Waar jonge musici tegenwoordig mee op de proppen komen, met nieuwe nummers en nieuwe cd’s. Mensen die nu twintig, vijfentwintig jaar oud zijn, hebben het hele proces van internet meegemaakt. Zij hebben veel minder hoeven zoeken dan wij, zij krijgen nu veel op een schoteltje opgediend. Je kunt al heel jong dingen leren. Vooral jonge musici leren veel eerder verschillende ritmes spelen dan vier in de maat. Waar ze diverse sferen mee kunnen oproepen. Nu zijn ook eindeloos veel geluiden in de muziek voorradig. Je kunt alle klanken maken, alles. Zo’n vernieuwing is goed nieuws. Jongeren krijgen meer voorgeschoteld, maar ze moeten er ook meer voor doen, ook zakelijk.
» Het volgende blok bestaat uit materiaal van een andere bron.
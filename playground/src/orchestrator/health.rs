//! Bounded, cancellable health waits.

use tokio::time::{Instant, MissedTickBehavior};
use tokio_util::sync::CancellationToken;
use tracing::{debug, trace, warn};

use crate::runtime::{ContainerRuntime, ContainerStatus, HealthCheck};

/// How a health wait ended.
#[derive(Debug, Clone, Copy, PartialEq, Eq)]
pub(crate) enum HealthOutcome {
    /// The check passed.
    Healthy,
    /// The deadline passed without a passing check.
    TimedOut,
    /// The container stopped or disappeared while waiting.
    Exited(ContainerStatus),
    /// The caller cancelled the wait.
    Cancelled,
}

/// Polls `name` every `check.interval` until it is healthy, its timeout elapses,
/// it exits, or `cancel` fires.
///
/// Runtime errors while polling are treated as "not yet healthy".
pub(crate) async fn wait_healthy<R>(
    runtime: &R,
    name: &str,
    check: &HealthCheck,
    cancel: &CancellationToken,
) -> HealthOutcome
where
    R: ContainerRuntime + ?Sized,
{
    let deadline = Instant::now() + check.timeout;
    let mut ticker = tokio::time::interval(check.interval);
    ticker.set_missed_tick_behavior(MissedTickBehavior::Delay);

    loop {
        tokio::select! {
            biased;
            _ = cancel.cancelled() => return HealthOutcome::Cancelled,
            _ = ticker.tick() => {}
        }

        match runtime.container_health(name).await {
            Ok(health) if health.is_healthy() => {
                debug!(component = %name, "healthy");
                return HealthOutcome::Healthy;
            }
            Ok(health) if matches!(health.status, ContainerStatus::Exited | ContainerStatus::Missing) => {
                return HealthOutcome::Exited(health.status);
            }
            Ok(health) => trace!(component = %name, ?health, "not healthy yet"),
            Err(e) => warn!(component = %name, error = %e, "health query failed"),
        }

        if Instant::now() >= deadline {
            return HealthOutcome::TimedOut;
        }
    }
}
Met wie werk je graag samen?
Met Paul van Kemenade, Pierre Courbois, René van Helsdingen, kortom met mensen die een bepaald kader in de muziek vragen, maar om die in te vullen jou daar ruimte voor geven. Met alle mensen die deze vrijheid in interpretatie geven, werk ik graag samen.
Welke dromen liggen nog voor je?
Op dit moment: in het buitenland op tournee gaan. Ik zou heel graag naar Japan willen. En een nieuwe, eigen plaat uitbrengen zou ook te gek zijn.
Aan wie geef je het JAZZ-tafette stokje door?
Aan contrabassist Henk Haverhoek. Hij is een lopende jazzencyclopedie. En net als Pierre Courbois is hij een Nederlandse jazzpionier. Hij speelde ooit met Dexter Gordon, Rein de Graaff, Tete Montoliu en ook met Herman Brood. Ik respecteer hem vanwege zijn kennis van zaken, maar bovendien speelt hij ook nog prima piano en tuba.